WORK REQUIRED:
Report the count of lines containing the word "matches" in these records, with no other text.

INPUT:
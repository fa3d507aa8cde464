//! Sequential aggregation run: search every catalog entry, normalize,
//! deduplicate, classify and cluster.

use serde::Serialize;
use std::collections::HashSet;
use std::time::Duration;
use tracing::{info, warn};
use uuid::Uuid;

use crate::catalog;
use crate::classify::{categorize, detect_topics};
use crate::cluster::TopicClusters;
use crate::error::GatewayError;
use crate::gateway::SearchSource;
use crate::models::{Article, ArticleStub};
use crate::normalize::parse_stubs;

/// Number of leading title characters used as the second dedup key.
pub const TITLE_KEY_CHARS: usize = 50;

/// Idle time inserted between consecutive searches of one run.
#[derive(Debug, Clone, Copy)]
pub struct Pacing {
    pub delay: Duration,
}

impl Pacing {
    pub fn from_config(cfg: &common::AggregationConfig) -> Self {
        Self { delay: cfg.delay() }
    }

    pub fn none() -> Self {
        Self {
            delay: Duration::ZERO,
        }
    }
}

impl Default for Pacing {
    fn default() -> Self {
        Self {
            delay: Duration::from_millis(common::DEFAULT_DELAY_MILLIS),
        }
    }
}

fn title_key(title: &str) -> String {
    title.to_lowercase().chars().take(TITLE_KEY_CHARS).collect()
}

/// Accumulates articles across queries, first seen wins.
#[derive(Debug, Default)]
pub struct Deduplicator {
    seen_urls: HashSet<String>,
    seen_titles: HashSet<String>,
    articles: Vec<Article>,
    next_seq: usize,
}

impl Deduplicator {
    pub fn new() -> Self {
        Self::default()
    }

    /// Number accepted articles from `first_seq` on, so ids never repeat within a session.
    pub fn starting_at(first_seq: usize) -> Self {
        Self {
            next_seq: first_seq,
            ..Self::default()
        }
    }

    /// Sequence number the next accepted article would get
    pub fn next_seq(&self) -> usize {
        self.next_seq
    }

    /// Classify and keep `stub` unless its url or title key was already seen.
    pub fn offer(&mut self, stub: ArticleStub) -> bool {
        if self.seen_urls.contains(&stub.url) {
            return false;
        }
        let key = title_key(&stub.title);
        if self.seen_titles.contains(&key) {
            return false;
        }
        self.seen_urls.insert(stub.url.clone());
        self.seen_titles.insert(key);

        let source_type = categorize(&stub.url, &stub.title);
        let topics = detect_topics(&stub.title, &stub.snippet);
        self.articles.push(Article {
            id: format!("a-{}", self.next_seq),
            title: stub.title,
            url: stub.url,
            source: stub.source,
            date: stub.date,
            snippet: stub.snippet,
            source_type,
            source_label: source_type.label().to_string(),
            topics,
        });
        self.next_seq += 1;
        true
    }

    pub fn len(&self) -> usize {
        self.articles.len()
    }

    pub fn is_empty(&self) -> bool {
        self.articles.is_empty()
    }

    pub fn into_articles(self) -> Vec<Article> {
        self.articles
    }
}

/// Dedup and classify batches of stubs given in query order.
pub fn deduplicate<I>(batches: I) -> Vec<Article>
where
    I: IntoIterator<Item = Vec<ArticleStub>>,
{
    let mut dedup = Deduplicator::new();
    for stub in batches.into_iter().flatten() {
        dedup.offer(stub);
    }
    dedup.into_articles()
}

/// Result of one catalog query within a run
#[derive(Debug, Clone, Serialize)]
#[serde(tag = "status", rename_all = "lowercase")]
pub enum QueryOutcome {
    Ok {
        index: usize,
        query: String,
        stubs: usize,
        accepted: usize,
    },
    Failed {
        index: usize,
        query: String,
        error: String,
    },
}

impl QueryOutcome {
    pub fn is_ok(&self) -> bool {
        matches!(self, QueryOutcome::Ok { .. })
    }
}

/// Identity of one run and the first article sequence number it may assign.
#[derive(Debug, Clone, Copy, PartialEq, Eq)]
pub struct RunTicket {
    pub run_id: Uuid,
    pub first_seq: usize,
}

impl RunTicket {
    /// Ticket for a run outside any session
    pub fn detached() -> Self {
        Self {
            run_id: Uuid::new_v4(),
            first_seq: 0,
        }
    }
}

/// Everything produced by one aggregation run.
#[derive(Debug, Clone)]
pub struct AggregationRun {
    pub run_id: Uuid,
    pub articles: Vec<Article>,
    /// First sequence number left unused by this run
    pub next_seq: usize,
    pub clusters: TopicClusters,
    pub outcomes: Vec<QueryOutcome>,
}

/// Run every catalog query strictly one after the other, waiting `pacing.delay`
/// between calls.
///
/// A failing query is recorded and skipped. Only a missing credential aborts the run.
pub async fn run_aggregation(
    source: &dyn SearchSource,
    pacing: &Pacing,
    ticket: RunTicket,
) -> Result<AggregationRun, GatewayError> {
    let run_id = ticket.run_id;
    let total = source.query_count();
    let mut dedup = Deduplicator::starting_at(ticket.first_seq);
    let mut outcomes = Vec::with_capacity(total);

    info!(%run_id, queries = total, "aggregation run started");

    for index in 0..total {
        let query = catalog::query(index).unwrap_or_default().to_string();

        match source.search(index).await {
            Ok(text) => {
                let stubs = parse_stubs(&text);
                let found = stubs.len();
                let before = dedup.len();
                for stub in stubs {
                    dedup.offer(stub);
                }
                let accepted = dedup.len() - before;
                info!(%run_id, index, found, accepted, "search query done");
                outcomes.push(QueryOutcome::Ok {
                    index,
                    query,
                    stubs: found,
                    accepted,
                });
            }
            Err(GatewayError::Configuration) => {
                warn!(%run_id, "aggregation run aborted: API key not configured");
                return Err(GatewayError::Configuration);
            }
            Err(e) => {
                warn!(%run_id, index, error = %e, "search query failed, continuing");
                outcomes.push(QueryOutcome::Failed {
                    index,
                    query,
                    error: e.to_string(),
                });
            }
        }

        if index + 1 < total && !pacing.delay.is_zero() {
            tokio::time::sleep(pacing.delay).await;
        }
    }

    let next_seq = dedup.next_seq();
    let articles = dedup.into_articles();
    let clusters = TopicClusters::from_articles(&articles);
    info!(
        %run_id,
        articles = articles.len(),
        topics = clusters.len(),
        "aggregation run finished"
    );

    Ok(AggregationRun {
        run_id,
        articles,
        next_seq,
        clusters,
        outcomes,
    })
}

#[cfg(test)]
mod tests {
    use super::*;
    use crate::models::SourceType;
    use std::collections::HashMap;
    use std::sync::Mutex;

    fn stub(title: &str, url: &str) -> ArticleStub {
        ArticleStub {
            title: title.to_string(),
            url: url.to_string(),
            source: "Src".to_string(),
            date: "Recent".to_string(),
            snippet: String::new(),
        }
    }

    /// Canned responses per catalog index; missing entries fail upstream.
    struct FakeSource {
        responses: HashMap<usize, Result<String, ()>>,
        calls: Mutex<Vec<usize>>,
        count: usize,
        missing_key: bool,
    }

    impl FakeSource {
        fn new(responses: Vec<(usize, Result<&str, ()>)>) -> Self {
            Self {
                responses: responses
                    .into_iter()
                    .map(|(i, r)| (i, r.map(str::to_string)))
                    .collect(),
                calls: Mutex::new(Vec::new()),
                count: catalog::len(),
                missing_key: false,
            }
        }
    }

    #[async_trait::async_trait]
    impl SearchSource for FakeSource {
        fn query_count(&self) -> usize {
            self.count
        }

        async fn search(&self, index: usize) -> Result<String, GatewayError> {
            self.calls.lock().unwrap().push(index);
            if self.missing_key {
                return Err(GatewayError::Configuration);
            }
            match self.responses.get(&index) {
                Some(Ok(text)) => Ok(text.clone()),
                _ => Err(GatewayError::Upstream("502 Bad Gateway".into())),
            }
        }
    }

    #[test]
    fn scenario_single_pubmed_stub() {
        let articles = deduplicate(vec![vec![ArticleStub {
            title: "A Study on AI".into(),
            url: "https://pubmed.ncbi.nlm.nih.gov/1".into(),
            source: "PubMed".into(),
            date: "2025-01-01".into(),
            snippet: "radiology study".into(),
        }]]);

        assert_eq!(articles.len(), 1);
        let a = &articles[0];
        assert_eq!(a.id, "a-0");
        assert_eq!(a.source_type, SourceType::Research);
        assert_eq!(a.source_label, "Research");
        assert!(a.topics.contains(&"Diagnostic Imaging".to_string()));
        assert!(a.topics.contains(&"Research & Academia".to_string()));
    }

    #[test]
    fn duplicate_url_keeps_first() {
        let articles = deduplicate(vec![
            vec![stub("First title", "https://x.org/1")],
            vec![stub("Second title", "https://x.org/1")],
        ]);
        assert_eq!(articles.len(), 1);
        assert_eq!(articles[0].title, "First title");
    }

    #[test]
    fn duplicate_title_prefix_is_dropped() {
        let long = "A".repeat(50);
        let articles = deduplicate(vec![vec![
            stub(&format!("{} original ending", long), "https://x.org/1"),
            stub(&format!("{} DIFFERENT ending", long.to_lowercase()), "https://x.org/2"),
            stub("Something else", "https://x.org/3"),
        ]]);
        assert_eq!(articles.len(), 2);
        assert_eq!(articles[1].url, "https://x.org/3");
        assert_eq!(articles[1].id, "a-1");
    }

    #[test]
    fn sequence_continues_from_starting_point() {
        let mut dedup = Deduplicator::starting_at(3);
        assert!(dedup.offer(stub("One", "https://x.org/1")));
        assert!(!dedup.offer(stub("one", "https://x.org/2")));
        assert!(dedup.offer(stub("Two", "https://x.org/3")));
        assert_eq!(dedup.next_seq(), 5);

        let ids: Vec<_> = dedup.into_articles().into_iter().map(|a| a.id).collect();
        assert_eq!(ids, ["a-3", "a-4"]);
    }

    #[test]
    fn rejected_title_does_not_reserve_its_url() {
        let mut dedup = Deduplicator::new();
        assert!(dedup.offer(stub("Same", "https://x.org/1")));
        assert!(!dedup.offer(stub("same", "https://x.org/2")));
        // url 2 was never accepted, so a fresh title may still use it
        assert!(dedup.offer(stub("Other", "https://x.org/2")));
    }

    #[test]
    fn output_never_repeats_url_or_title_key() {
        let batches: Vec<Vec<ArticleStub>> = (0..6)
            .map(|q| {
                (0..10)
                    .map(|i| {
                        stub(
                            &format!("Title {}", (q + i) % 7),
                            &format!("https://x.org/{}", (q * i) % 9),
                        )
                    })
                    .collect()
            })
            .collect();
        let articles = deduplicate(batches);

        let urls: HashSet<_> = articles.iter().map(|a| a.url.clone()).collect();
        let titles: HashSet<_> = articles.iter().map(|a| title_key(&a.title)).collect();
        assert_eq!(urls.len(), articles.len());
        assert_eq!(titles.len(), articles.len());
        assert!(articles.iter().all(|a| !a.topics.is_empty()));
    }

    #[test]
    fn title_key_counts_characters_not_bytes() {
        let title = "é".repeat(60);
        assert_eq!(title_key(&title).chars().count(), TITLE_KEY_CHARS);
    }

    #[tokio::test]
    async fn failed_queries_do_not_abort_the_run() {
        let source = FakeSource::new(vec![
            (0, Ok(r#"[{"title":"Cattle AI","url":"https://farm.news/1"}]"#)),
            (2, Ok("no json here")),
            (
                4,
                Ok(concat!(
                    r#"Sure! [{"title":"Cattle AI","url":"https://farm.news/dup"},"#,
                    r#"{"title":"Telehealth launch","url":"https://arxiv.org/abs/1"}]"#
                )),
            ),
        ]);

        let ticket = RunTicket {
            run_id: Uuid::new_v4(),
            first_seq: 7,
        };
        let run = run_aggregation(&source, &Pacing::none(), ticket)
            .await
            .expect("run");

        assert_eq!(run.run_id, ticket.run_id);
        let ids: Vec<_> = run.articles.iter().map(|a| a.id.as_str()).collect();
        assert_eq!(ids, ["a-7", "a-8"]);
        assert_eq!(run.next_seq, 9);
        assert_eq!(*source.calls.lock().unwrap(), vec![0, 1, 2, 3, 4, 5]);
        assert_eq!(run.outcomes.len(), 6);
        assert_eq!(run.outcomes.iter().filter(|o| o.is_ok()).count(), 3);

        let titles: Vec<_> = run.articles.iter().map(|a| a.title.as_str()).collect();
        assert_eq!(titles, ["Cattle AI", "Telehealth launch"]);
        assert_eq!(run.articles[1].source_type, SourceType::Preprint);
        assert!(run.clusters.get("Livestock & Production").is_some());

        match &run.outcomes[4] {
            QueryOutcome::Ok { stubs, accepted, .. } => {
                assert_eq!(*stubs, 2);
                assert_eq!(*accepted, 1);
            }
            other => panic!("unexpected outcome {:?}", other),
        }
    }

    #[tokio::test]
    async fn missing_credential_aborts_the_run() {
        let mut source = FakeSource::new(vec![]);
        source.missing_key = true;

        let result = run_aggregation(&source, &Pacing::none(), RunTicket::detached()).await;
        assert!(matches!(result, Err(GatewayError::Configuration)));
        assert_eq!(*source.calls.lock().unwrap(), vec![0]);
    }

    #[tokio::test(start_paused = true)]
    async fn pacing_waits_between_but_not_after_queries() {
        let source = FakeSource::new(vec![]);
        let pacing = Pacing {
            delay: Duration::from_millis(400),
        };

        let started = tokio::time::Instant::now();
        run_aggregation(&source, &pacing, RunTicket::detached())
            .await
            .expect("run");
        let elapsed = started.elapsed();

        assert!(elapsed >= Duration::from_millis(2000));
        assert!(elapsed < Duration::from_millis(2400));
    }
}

EXERCISE OUTPUT:
2